Living generously
Dr. Kelly Flanagan wrote a beautiful piece recently about what the experience of acceptance, grace, generosity does for us:
This is the brilliance of grace: it welcomes our darkness into the light and does nothing to it, knowing that it doesn’t have to, because darkness thrives on hiddenness, and it’s at the mercy of the light. Light drives out darkness, not the other way around.When we no longer have to push our darkness back down beneath layers of shame our darkness doesn’t stand a chance.
What about the other side of that equation? What does it mean to be the person providing that acceptance and generosity?
Individually, we have to nurture generosity in ourselves.
I believe the drive to live generously lives in most people.
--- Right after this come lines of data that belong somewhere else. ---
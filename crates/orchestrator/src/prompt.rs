//! Truncation and request construction.

use brain_core::CompletionRequest;
use doc_loader::NormalizedDocument;

use crate::error::PromptError;
use crate::task::{Arity, Task};

/// A labelled input text.
#[derive(Debug, Clone, PartialEq, Eq)]
pub struct Segment {
    /// Name shown to the model for multi-document tasks.
    pub label: String,
    pub text: String,
}

impl Segment {
    pub fn new(label: impl Into<String>, text: impl Into<String>) -> Self {
        Self {
            label: label.into(),
            text: text.into(),
        }
    }

    /// Label a loaded document by its file name.
    pub fn from_document(doc: &NormalizedDocument) -> Self {
        Self::new(doc.file_name(), doc.text())
    }
}

impl From<NormalizedDocument> for Segment {
    fn from(doc: NormalizedDocument) -> Self {
        let label = doc.file_name();
        Self::new(label, doc.into_text())
    }
}

/// Keep the first `ceiling` characters of `text`.
///
/// A hard head cut: no attempt is made to end on a word or sentence.
pub fn truncate(text: &str, ceiling: usize) -> &str {
    match text.char_indices().nth(ceiling) {
        Some((idx, _)) => &text[..idx],
        None => text,
    }
}

/// Build the request for `task`, truncating every segment independently.
///
/// Fails without building anything when the segment count does not fit the
/// task.
pub fn build_request(task: Task, segments: &[Segment]) -> Result<CompletionRequest, PromptError> {
    if !task.arity().accepts(segments.len()) {
        return Err(PromptError::WrongSegmentCount {
            task: task.as_str(),
            expected: describe_arity(task.arity()),
            got: segments.len(),
        });
    }

    let spec = task.spec();
    let truncated: Vec<(&str, &str)> = segments
        .iter()
        .map(|s| (s.label.as_str(), truncate(&s.text, spec.ceiling)))
        .collect();

    Ok(CompletionRequest::new(
        spec.system,
        task.render(&truncated),
        spec.temperature,
        spec.max_tokens,
    ))
}

fn describe_arity(arity: Arity) -> String {
    match arity {
        Arity::Exactly(n) => format!("exactly {}", n),
        Arity::AtLeast(n) => format!("at least {}", n),
    }
}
We want to be the gracious host, the good friend, the pocket of grace in a condemning world.
It takes work; even people we love, know, and trust can be brutal, crabby, just plain difficult, never mind extending generosity to the stranger, the person outside our tribe, the one from somewhere else who has nothing to offer us and no relations with us to oblige our indulgence.
Taking care of ourselves, rest, exercise, connecting with people who treat us well and care for us, and taking time daily to be with and experience what moves and inspires us creates a space in ourselves that allows us to live with generosity.
Collectively, we can create pockets of grace too.
There are so many examples of communities and organizations countering the trend towards criminalizing homelessness. It's important to recognize them too. I was struck recently by a story about RainCity Housing, a Vancouver nonprofit, worked with an ad agency to create benches that double as emergency shelter for "rough sleepers", with advertising that provides information on the shelter.
Another law attempting to criminalize homelessness, this one a Los Angeles ban on people sleeping in cars, has been struck down by a federal appeals court on the grounds it would open the door to discriminatory treatment against the poor.
Dr. Flanagan said
I can tell you now, grace isn’t just acceptance of the status quo. Grace contains the status quo—all of our struggle and pain and mess—and embraces us and values us anyway. Grace demands that nothing be changed for love and connection to happen, and that kind of love has power.
The power to accept people where they are, especially when it's outside our cultural comfort zone, is a power we can wield to help them begin again. Amazing stuff.